Work to complete: An exact copy of the entries below is the expected answer.

BEGIN Record extracts

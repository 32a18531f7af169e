//! Job Repository
//!
//! Handles all database operations related to jobs.

use convoy_core::domain::job::{Job, JobStatus};
use convoy_core::domain::state::ExecutionState;
use sqlx::PgPool;
use uuid::Uuid;

use crate::storage::StorageError;

/// Insert a job or overwrite the stored copy
pub async fn upsert(pool: &PgPool, job: &Job) -> Result<(), StorageError> {
    sqlx::query(
        r#"
        INSERT INTO jobs (id, build_id, status, pipeline, labels, environment, secrets,
                          timeout_secs, inactivity_secs, deliveries, agent_id,
                          cancel_requested, state, created_at, updated_at)
        VALUES ($1, $2, $3, $4, $5, $6, $7, $8, $9, $10, $11, $12, $13, $14, $15)
        ON CONFLICT (id) DO UPDATE SET
            status = EXCLUDED.status,
            pipeline = EXCLUDED.pipeline,
            labels = EXCLUDED.labels,
            environment = EXCLUDED.environment,
            secrets = EXCLUDED.secrets,
            timeout_secs = EXCLUDED.timeout_secs,
            inactivity_secs = EXCLUDED.inactivity_secs,
            deliveries = EXCLUDED.deliveries,
            agent_id = EXCLUDED.agent_id,
            cancel_requested = EXCLUDED.cancel_requested,
            state = EXCLUDED.state,
            updated_at = EXCLUDED.updated_at
        "#,
    )
    .bind(job.id)
    .bind(job.build_id)
    .bind(job.status.as_str())
    .bind(serde_json::to_value(&job.pipeline)?)
    .bind(serde_json::to_value(&job.labels)?)
    .bind(serde_json::to_value(&job.environment)?)
    .bind(serde_json::to_value(&job.secrets)?)
    .bind(job.timeout_secs as i64)
    .bind(job.inactivity_secs as i64)
    .bind(job.deliveries as i32)
    .bind(&job.agent_id)
    .bind(job.cancel_requested)
    .bind(job.state.as_ref().map(serde_json::to_value).transpose()?)
    .bind(job.created_at)
    .bind(job.updated_at)
    .execute(pool)
    .await?;

    Ok(())
}

/// Record the latest execution state of a job
pub async fn update_state(
    pool: &PgPool,
    job_id: Uuid,
    state: &ExecutionState,
) -> Result<(), StorageError> {
    sqlx::query(
        r#"
        UPDATE jobs
        SET state = $1, updated_at = $2
        WHERE id = $3
        "#,
    )
    .bind(serde_json::to_value(state)?)
    .bind(chrono::Utc::now())
    .bind(job_id)
    .execute(pool)
    .await?;

    Ok(())
}

/// Find a job by ID
pub async fn find_by_id(pool: &PgPool, id: Uuid) -> Result<Option<Job>, StorageError> {
    let row = sqlx::query_as::<_, JobRow>(
        r#"
        SELECT id, build_id, status, pipeline, labels, environment, secrets,
               timeout_secs, inactivity_secs, deliveries, agent_id,
               cancel_requested, state, created_at, updated_at
        FROM jobs
        WHERE id = $1
        "#,
    )
    .bind(id)
    .fetch_optional(pool)
    .await?;

    row.map(Job::try_from).transpose()
}

/// Find all jobs that have not reached a terminal status, oldest first
pub async fn find_incomplete(pool: &PgPool) -> Result<Vec<Job>, StorageError> {
    let rows = sqlx::query_as::<_, JobRow>(
        r#"
        SELECT id, build_id, status, pipeline, labels, environment, secrets,
               timeout_secs, inactivity_secs, deliveries, agent_id,
               cancel_requested, state, created_at, updated_at
        FROM jobs
        WHERE status IN ('Pending', 'Assigned', 'Running')
        ORDER BY created_at ASC
        "#,
    )
    .fetch_all(pool)
    .await?;

    rows.into_iter().map(Job::try_from).collect()
}

// =============================================================================
// Database Row Types
// =============================================================================

#[derive(sqlx::FromRow)]
struct JobRow {
    id: Uuid,
    build_id: Uuid,
    status: String,
    pipeline: serde_json::Value,
    labels: serde_json::Value,
    environment: serde_json::Value,
    secrets: serde_json::Value,
    timeout_secs: i64,
    inactivity_secs: i64,
    deliveries: i32,
    agent_id: Option<String>,
    cancel_requested: bool,
    state: Option<serde_json::Value>,
    created_at: chrono::DateTime<chrono::Utc>,
    updated_at: chrono::DateTime<chrono::Utc>,
}

impl TryFrom<JobRow> for Job {
    type Error = StorageError;

    fn try_from(row: JobRow) -> Result<Self, Self::Error> {
        let status = row.status.parse().unwrap_or(JobStatus::Pending);

        Ok(Job {
            id: row.id,
            build_id: row.build_id,
            status,
            pipeline: serde_json::from_value(row.pipeline)?,
            labels: serde_json::from_value(row.labels)?,
            environment: serde_json::from_value(row.environment)?,
            secrets: serde_json::from_value(row.secrets)?,
            timeout_secs: row.timeout_secs.max(0) as u64,
            inactivity_secs: row.inactivity_secs.max(0) as u64,
            deliveries: row.deliveries.max(0) as u32,
            agent_id: row.agent_id,
            cancel_requested: row.cancel_requested,
            state: row.state.map(serde_json::from_value).transpose()?,
            created_at: row.created_at,
            updated_at: row.updated_at,
        })
    }
}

END Record extracts

Answer to the problem:
repository 32a18531f7af169e
//! Job Repository
//!
//! Handles all database operations related to jobs.

use convoy_core::domain::job::{Job, JobStatus};
use convoy_core::domain::state::ExecutionState;
use sqlx::PgPool;
use uuid::Uuid;

use crate::storage::StorageError;

/// Insert a job or overwrite the stored copy
pub async fn upsert(pool: &PgPool, job: &Job) -> Result<(), StorageError> {
    sqlx::query(
        r#"
        INSERT INTO jobs (id, build_id, status, pipeline, labels, environment, secrets,
                          timeout_secs, inactivity_secs, deliveries, agent_id,
                          cancel_requested, state, created_at, updated_at)
        VALUES ($1, $2, $3, $4, $5, $6, $7, $8, $9, $10, $11, $12, $13, $14, $15)
        ON CONFLICT (id) DO UPDATE SET
            status = EXCLUDED.status,
            pipeline = EXCLUDED.pipeline,
            labels = EXCLUDED.labels,
            environment = EXCLUDED.environment,
            secrets = EXCLUDED.secrets,
            timeout_secs = EXCLUDED.timeout_secs,
            inactivity_secs = EXCLUDED.inactivity_secs,
            deliveries = EXCLUDED.deliveries,
            agent_id = EXCLUDED.agent_id,
            cancel_requested = EXCLUDED.cancel_requested,
            state = EXCLUDED.state,
            updated_at = EXCLUDED.updated_at
        "#,
    )
    .bind(job.id)
    .bind(job.build_id)
    .bind(job.status.as_str())
    .bind(serde_json::to_value(&job.pipeline)?)
    .bind(serde_json::to_value(&job.labels)?)
    .bind(serde_json::to_value(&job.environment)?)
    .bind(serde_json::to_value(&job.secrets)?)
    .bind(job.timeout_secs as i64)
    .bind(job.inactivity_secs as i64)
    .bind(job.deliveries as i32)
    .bind(&job.agent_id)
    .bind(job.cancel_requested)
    .bind(job.state.as_ref().map(serde_json::to_value).transpose()?)
    .bind(job.created_at)
    .bind(job.updated_at)
    .execute(pool)
    .await?;

    Ok(())
}

/// Record the latest execution state of a job
pub async fn update_state(
    pool: &PgPool,
    job_id: Uuid,
    state: &ExecutionState,
) -> Result<(), StorageError> {
    sqlx::query(
        r#"
        UPDATE jobs
        SET state = $1, updated_at = $2
        WHERE id = $3
        "#,
    )
    .bind(serde_json::to_value(state)?)
    .bind(chrono::Utc::now())
    .bind(job_id)
    .execute(pool)
    .await?;

    Ok(())
}

/// Find a job by ID
pub async fn find_by_id(pool: &PgPool, id: Uuid) -> Result<Option<Job>, StorageError> {
    let row = sqlx::query_as::<_, JobRow>(
        r#"
        SELECT id, build_id, status, pipeline, labels, environment, secrets,
               timeout_secs, inactivity_secs, deliveries, agent_id,
               cancel_requested, state, created_at, updated_at
        FROM jobs
        WHERE id = $1
        "#,
    )
    .bind(id)
    .fetch_optional(pool)
    .await?;

    row.map(Job::try_from).transpose()
}

/// Find all jobs that have not reached a terminal status, oldest first
pub async fn find_incomplete(pool: &PgPool) -> Result<Vec<Job>, StorageError> {
    let rows = sqlx::query_as::<_, JobRow>(
        r#"
        SELECT id, build_id, status, pipeline, labels, environment, secrets,
               timeout_secs, inactivity_secs, deliveries, agent_id,
               cancel_requested, state, created_at, updated_at
        FROM jobs
        WHERE status IN ('Pending', 'Assigned', 'Running')
        ORDER BY created_at ASC
        "#,
    )
    .fetch_all(pool)
    .await?;

    rows.into_iter().map(Job::try_from).collect()
}

// =============================================================================
// Database Row Types
// =============================================================================

#[derive(sqlx::FromRow)]
struct JobRow {
    id: Uuid,
    build_id: Uuid,
    status: String,
    pipeline: serde_json::Value,
    labels: serde_json::Value,
    environment: serde_json::Value,
    secrets: serde_json::Value,
    timeout_secs: i64,
    inactivity_secs: i64,
    deliveries: i32,
    agent_id: Option<String>,
    cancel_requested: bool,
    state: Option<serde_json::Value>,
    created_at: chrono::DateTime<chrono::Utc>,
    updated_at: chrono::DateTime<chrono::Utc>,
}

impl TryFrom<JobRow> for Job {
    type Error = StorageError;

    fn try_from(row: JobRow) -> Result<Self, Self::Error> {
        let status = row.status.parse().unwrap_or(JobStatus::Pending);

        Ok(Job {
            id: row.id,
            build_id: row.build_id,
            status,
            pipeline: serde_json::from_value(row.pipeline)?,
            labels: serde_json::from_value(row.labels)?,
            environment: serde_json::from_value(row.environment)?,
            secrets: serde_json::from_value(row.secrets)?,
            timeout_secs: row.timeout_secs.max(0) as u64,
            inactivity_secs: row.inactivity_secs.max(0) as u64,
            deliveries: row.deliveries.max(0) as u32,
            agent_id: row.agent_id,
            cancel_requested: row.cancel_requested,
            state: row.state.map(serde_json::from_value).transpose()?,
            created_at: row.created_at,
            updated_at: row.updated_at,
        })
    }
}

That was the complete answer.